Minimum Wage Price Ceiling
This is the minimum price that employers can pay workers for their labor.
Minimum wage price ceiling. If the current market equilibrium wage in for low skill jobs is 10 00 hour in marfa what impact will the new minimum wage have. But if minimum wage is set above market price employers may distribute more work among few workers and terminate rest of the workers in order to not to pay more wage to more workers. If minimum wage is set below the market price no effect is seen.
The federal minimum wage at the end of 2014 was 7 25 per hour which yields an income for a single person slightly higher than the poverty line. For more on the minimum wage see 3 reasons the 15 minimum wage is a bad way to help the poor. At the ceiling price the quantity demanded exceeds the quantity supplied.
It is the lowest price that can be paid for an hour of work. Setting price floor will obviously help few workers in getting higher wage. Price ceilings create shortages by setting the price below the equilibrium.
A price ceiling is the legal maximum price for a good or service while a price floor is the legal minimum price. A this will create a surplus of low skill workers. Before the minimum wage striking workers could always be replaced by workers who were willing to work.

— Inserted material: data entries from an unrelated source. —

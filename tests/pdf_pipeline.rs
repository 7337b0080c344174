//! PDF → text/Word pipeline against PDFs generated with pdfium itself.
//!
//! Needs a pdfium library (`PDFIUM_LIB_PATH`, `./` or the system loader) but
//! no vision model; skipped when pdfium cannot be bound. Everything runs in
//! one test because every `Pdfium` instance tears the library down on drop.

use async_trait::async_trait;
use image::{DynamicImage, Rgb, RgbImage};
use lecture_a11y::pipeline::pdf::bind_pdfium;
use lecture_a11y::{convert_text, convert_with_captions, Captioner, ConversionConfig, ConvertError};
use pdfium_render::prelude::*;
use std::path::Path;
use std::sync::atomic::{AtomicUsize, Ordering};

struct SizeCaptioner {
    calls: AtomicUsize,
}

#[async_trait]
impl Captioner for SizeCaptioner {
    async fn caption(&self, image: &RgbImage) -> Result<String, ConvertError> {
        self.calls.fetch_add(1, Ordering::SeqCst);
        Ok(format!("{}x{} 그림", image.width(), image.height()))
    }
}

/// Page 1: "Intro" and one 7x5 image. Page 2: "Summary".
fn write_two_page_pdf(pdfium: &Pdfium, path: &Path) -> Result<(), PdfiumError> {
    let mut document = pdfium.create_new_pdf()?;
    let font = document.fonts_mut().helvetica();
    {
        let mut page = document.pages_mut().create_page_at_end(PdfPagePaperSize::a4())?;
        page.objects_mut().create_text_object(
            PdfPoints::new(72.0),
            PdfPoints::new(720.0),
            "Intro",
            font,
            PdfPoints::new(18.0),
        )?;
        let picture = DynamicImage::ImageRgb8(RgbImage::from_pixel(7, 5, Rgb([200, 30, 30])));
        page.objects_mut().create_image_object(
            PdfPoints::new(72.0),
            PdfPoints::new(400.0),
            &picture,
            Some(PdfPoints::new(140.0)),
            Some(PdfPoints::new(100.0)),
        )?;
    }
    {
        let mut page = document.pages_mut().create_page_at_end(PdfPagePaperSize::a4())?;
        page.objects_mut().create_text_object(
            PdfPoints::new(72.0),
            PdfPoints::new(720.0),
            "Summary",
            font,
            PdfPoints::new(18.0),
        )?;
    }
    document.save_to_file(path)
}

/// One page whose only content is a form XObject wrapping a 4x3 image.
fn write_stamped_pdf(pdfium: &Pdfium, path: &Path) -> Result<(), PdfiumError> {
    let mut stamp = pdfium.create_new_pdf()?;
    {
        let mut page = stamp.pages_mut().create_page_at_end(PdfPagePaperSize::a4())?;
        let picture = DynamicImage::ImageRgb8(RgbImage::from_pixel(4, 3, Rgb([20, 120, 220])));
        page.objects_mut().create_image_object(
            PdfPoints::new(72.0),
            PdfPoints::new(400.0),
            &picture,
            Some(PdfPoints::new(80.0)),
            Some(PdfPoints::new(60.0)),
        )?;
    }

    let mut document = pdfium.create_new_pdf()?;
    let mut page = document.pages_mut().create_page_at_end(PdfPagePaperSize::a4())?;
    let source = stamp.pages().get(0)?;
    let form = source.objects().copy_into_x_object_form_object(&mut document)?;
    page.objects_mut().add_object(form)?;
    drop(page);
    document.save_to_file(path)
}

fn markers(text: &str) -> Vec<&str> {
    text.lines().filter(|l| l.starts_with("=== ")).collect()
}

#[tokio::test]
async fn generated_pdfs_through_both_pipelines() {
    let dir = tempfile::tempdir().unwrap();
    let pdf = dir.path().join("slides.pdf");
    let stamped = dir.path().join("stamped.pdf");
    {
        let pdfium = match bind_pdfium() {
            Ok(p) => p,
            Err(e) => {
                println!("SKIP — {e}");
                return;
            }
        };
        write_two_page_pdf(&pdfium, &pdf).unwrap();
        write_stamped_pdf(&pdfium, &stamped).unwrap();
    }

    let config = ConversionConfig::builder()
        .output_dir(dir.path().join("static"))
        .build()
        .unwrap();
    let captioner = SizeCaptioner {
        calls: AtomicUsize::new(0),
    };

    let out = convert_with_captions(pdf.to_str().unwrap(), Some("Week 3"), &captioner, &config)
        .await
        .unwrap();

    assert_eq!(out.stats.total_units, 2, "one block per page");
    assert_eq!(out.stats.total_images, 1);
    assert_eq!(captioner.calls.load(Ordering::SeqCst), 1);
    assert_eq!(out.docx_path.file_name().unwrap(), "Week 3_vlm.docx");

    let text = std::fs::read_to_string(&out.text_path).unwrap();
    assert_eq!(
        markers(&text),
        vec!["=== PAGE 1 ===", "=== PAGE 1 IMAGE 1 ===", "=== PAGE 2 ==="]
    );
    let intro = text.find("Intro").unwrap();
    let caption = text.find("7x5 그림").unwrap();
    let summary = text.find("Summary").unwrap();
    assert!(intro < caption && caption < summary, "{text}");

    let plain = convert_text(pdf.to_str().unwrap(), Some("Week 3"), &config)
        .await
        .unwrap();
    assert_eq!(plain.stats.total_units, 2);
    let text = std::fs::read_to_string(&plain.text_path).unwrap();
    assert_eq!(markers(&text), vec!["=== PAGE 1 ===", "=== PAGE 2 ==="]);

    // Images drawn through a form XObject count as page images too.
    let out = convert_with_captions(stamped.to_str().unwrap(), None, &captioner, &config)
        .await
        .unwrap();
    assert_eq!(out.stats.total_units, 1);
    assert_eq!(out.stats.total_images, 1);
    let text = std::fs::read_to_string(&out.text_path).unwrap();
    assert!(text.contains("=== PAGE 1 IMAGE 1 ===\n4x3 그림\n"), "{text}");
}
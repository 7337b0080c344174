//! Conversion job status table.
//!
//! One row per upload in a SQLite `files` table. The HTTP layer creates a row
//! when a conversion starts, then marks it `done` with the result path or
//! `failed`. Rows are never deleted.

use crate::error::ConvertError;
use chrono::{DateTime, Utc};
use serde::{Deserialize, Serialize};
use sqlx::sqlite::{SqliteConnectOptions, SqliteJournalMode, SqlitePoolOptions, SqliteRow};
use sqlx::{Row, SqlitePool};
use std::fmt;
use std::str::FromStr;
use tracing::{debug, info};
use uuid::Uuid;

const SCHEMA: &str = r#"
CREATE TABLE IF NOT EXISTS files (
    id            INTEGER PRIMARY KEY AUTOINCREMENT,
    file_id       TEXT NOT NULL UNIQUE,
    original_name TEXT NOT NULL,
    status        TEXT NOT NULL,
    result_path   TEXT,
    created_at    TEXT NOT NULL
)
"#;

/// Lifecycle of one conversion.
#[derive(Debug, Clone, Copy, PartialEq, Eq, Serialize, Deserialize)]
#[serde(rename_all = "lowercase")]
pub enum JobStatus {
    Pending,
    Processing,
    Done,
    Failed,
}

impl JobStatus {
    pub fn as_str(self) -> &'static str {
        match self {
            JobStatus::Pending => "pending",
            JobStatus::Processing => "processing",
            JobStatus::Done => "done",
            JobStatus::Failed => "failed",
        }
    }
}

impl fmt::Display for JobStatus {
    fn fmt(&self, f: &mut fmt::Formatter<'_>) -> fmt::Result {
        f.write_str(self.as_str())
    }
}

impl FromStr for JobStatus {
    type Err = ConvertError;

    fn from_str(s: &str) -> Result<Self, Self::Err> {
        match s {
            "pending" => Ok(JobStatus::Pending),
            "processing" => Ok(JobStatus::Processing),
            "done" => Ok(JobStatus::Done),
            "failed" => Ok(JobStatus::Failed),
            other => Err(ConvertError::Database(format!("unknown job status '{other}'"))),
        }
    }
}

/// One row of the `files` table.
#[derive(Debug, Clone, Serialize)]
pub struct ConversionJob {
    pub id: i64,
    pub file_id: String,
    pub original_name: String,
    pub status: JobStatus,
    pub result_path: Option<String>,
    pub created_at: DateTime<Utc>,
}

/// Handle to the job table. Cheap to clone.
#[derive(Clone)]
pub struct JobStore {
    pool: SqlitePool,
}

fn db_err(e: sqlx::Error) -> ConvertError {
    ConvertError::Database(e.to_string())
}

impl JobStore {
    /// Open (creating if missing) the database at `url`, e.g.
    /// `sqlite:lecture-a11y.db`.
    pub async fn connect(url: &str) -> Result<Self, ConvertError> {
        let options = SqliteConnectOptions::from_str(url)
            .map_err(db_err)?
            .create_if_missing(true)
            .journal_mode(SqliteJournalMode::Wal);
        let pool = SqlitePoolOptions::new()
            .max_connections(5)
            .connect_with(options)
            .await
            .map_err(db_err)?;
        let store = Self { pool };
        store.migrate().await?;
        info!("Job store ready at {}", url);
        Ok(store)
    }

    /// Private in-memory database; a single connection keeps every query on
    /// the same database.
    pub async fn in_memory() -> Result<Self, ConvertError> {
        let pool = SqlitePoolOptions::new()
            .max_connections(1)
            .connect("sqlite::memory:")
            .await
            .map_err(db_err)?;
        let store = Self { pool };
        store.migrate().await?;
        Ok(store)
    }

    async fn migrate(&self) -> Result<(), ConvertError> {
        sqlx::query(SCHEMA)
            .execute(&self.pool)
            .await
            .map_err(db_err)?;
        Ok(())
    }

    /// Insert a new job in `processing` state with a fresh v4 identifier.
    pub async fn create(&self, original_name: &str) -> Result<ConversionJob, ConvertError> {
        let file_id = Uuid::new_v4().to_string();
        let created_at = Utc::now();
        sqlx::query(
            r#"
            INSERT INTO files (file_id, original_name, status, created_at)
            VALUES (?1, ?2, ?3, ?4)
            "#,
        )
        .bind(&file_id)
        .bind(original_name)
        .bind(JobStatus::Processing.as_str())
        .bind(created_at.to_rfc3339())
        .execute(&self.pool)
        .await
        .map_err(db_err)?;

        debug!("Created job {} for '{}'", file_id, original_name);
        self.get(&file_id).await
    }

    /// Mark a job `done` and record where its result was written.
    pub async fn complete(&self, file_id: &str, result_path: &str) -> Result<(), ConvertError> {
        self.set_status(file_id, JobStatus::Done, Some(result_path)).await
    }

    /// Mark a job `failed`.
    pub async fn fail(&self, file_id: &str) -> Result<(), ConvertError> {
        self.set_status(file_id, JobStatus::Failed, None).await
    }

    async fn set_status(
        &self,
        file_id: &str,
        status: JobStatus,
        result_path: Option<&str>,
    ) -> Result<(), ConvertError> {
        let affected = sqlx::query(
            r#"
            UPDATE files
            SET status = ?2,
                result_path = COALESCE(?3, result_path)
            WHERE file_id = ?1
            "#,
        )
        .bind(file_id)
        .bind(status.as_str())
        .bind(result_path)
        .execute(&self.pool)
        .await
        .map_err(db_err)?
        .rows_affected();

        if affected == 0 {
            return Err(ConvertError::NotFound {
                file_id: file_id.to_string(),
            });
        }
        debug!("Job {} is now {}", file_id, status);
        Ok(())
    }

    /// Look up a job by its public identifier.
    pub async fn get(&self, file_id: &str) -> Result<ConversionJob, ConvertError> {
        let row = sqlx::query(
            r#"
            SELECT id, file_id, original_name, status, result_path, created_at
            FROM files
            WHERE file_id = ?1
            "#,
        )
        .bind(file_id)
        .fetch_optional(&self.pool)
        .await
        .map_err(db_err)?
        .ok_or_else(|| ConvertError::NotFound {
            file_id: file_id.to_string(),
        })?;

        map_job(row)
    }
}

fn map_job(row: SqliteRow) -> Result<ConversionJob, ConvertError> {
    let status: String = row.try_get("status").map_err(db_err)?;
    let created_at: String = row.try_get("created_at").map_err(db_err)?;
    let created_at = DateTime::parse_from_rfc3339(&created_at)
        .map(|v| v.with_timezone(&Utc))
        .map_err(|e| ConvertError::Database(format!("invalid timestamp {created_at}: {e}")))?;

    Ok(ConversionJob {
        id: row.try_get("id").map_err(db_err)?,
        file_id: row.try_get("file_id").map_err(db_err)?,
        original_name: row.try_get("original_name").map_err(db_err)?,
        status: status.parse()?,
        result_path: row.try_get("result_path").map_err(db_err)?,
        created_at,
    })
}

#[cfg(test)]
mod tests {
    use super::*;

    #[test]
    fn status_text_round_trips() {
        for s in [
            JobStatus::Pending,
            JobStatus::Processing,
            JobStatus::Done,
            JobStatus::Failed,
        ] {
            assert_eq!(s.to_string().parse::<JobStatus>().unwrap(), s);
        }
        assert!("finished".parse::<JobStatus>().is_err());
    }

    #[tokio::test]
    async fn job_lifecycle() {
        let store = JobStore::in_memory().await.unwrap();
        let job = store.create("lecture.pptx").await.unwrap();
        assert_eq!(job.status, JobStatus::Processing);
        assert_eq!(job.original_name, "lecture.pptx");
        assert!(job.result_path.is_none());
        assert!(Uuid::parse_str(&job.file_id).is_ok());

        store.complete(&job.file_id, "static/lecture_vlm.docx").await.unwrap();
        let done = store.get(&job.file_id).await.unwrap();
        assert_eq!(done.status, JobStatus::Done);
        assert_eq!(done.result_path.as_deref(), Some("static/lecture_vlm.docx"));
    }

    #[tokio::test]
    async fn failed_job_keeps_no_result() {
        let store = JobStore::in_memory().await.unwrap();
        let job = store.create("notes.docx").await.unwrap();
        store.fail(&job.file_id).await.unwrap();
        let failed = store.get(&job.file_id).await.unwrap();
        assert_eq!(failed.status, JobStatus::Failed);
        assert!(failed.result_path.is_none());
    }

    #[tokio::test]
    async fn unknown_id_is_not_found() {
        let store = JobStore::in_memory().await.unwrap();
        assert!(matches!(
            store.get("nope").await.unwrap_err(),
            ConvertError::NotFound { .. }
        ));
        assert!(matches!(
            store.fail("nope").await.unwrap_err(),
            ConvertError::NotFound { .. }
        ));
    }

    #[tokio::test]
    async fn identifiers_are_unique() {
        let store = JobStore::in_memory().await.unwrap();
        let a = store.create("a.pdf").await.unwrap();
        let b = store.create("a.pdf").await.unwrap();
        assert_ne!(a.file_id, b.file_id);
        assert!(b.id > a.id);
    }
}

As the cost of living rises over time congress periodically raises the federal minimum wage. A price floor must be higher than the equilibrium price in order to be effective. The most common example of a price floor is the minimum wage.
The opposite of a price floor is a price ceiling. Although both a price ceiling and a price floor can be imposed the government usually only selects either a ceiling or a floor for particular goods or services. Like price ceilings price floors disrupt market cooperation and have consequences quite different from those advertised by their advocates.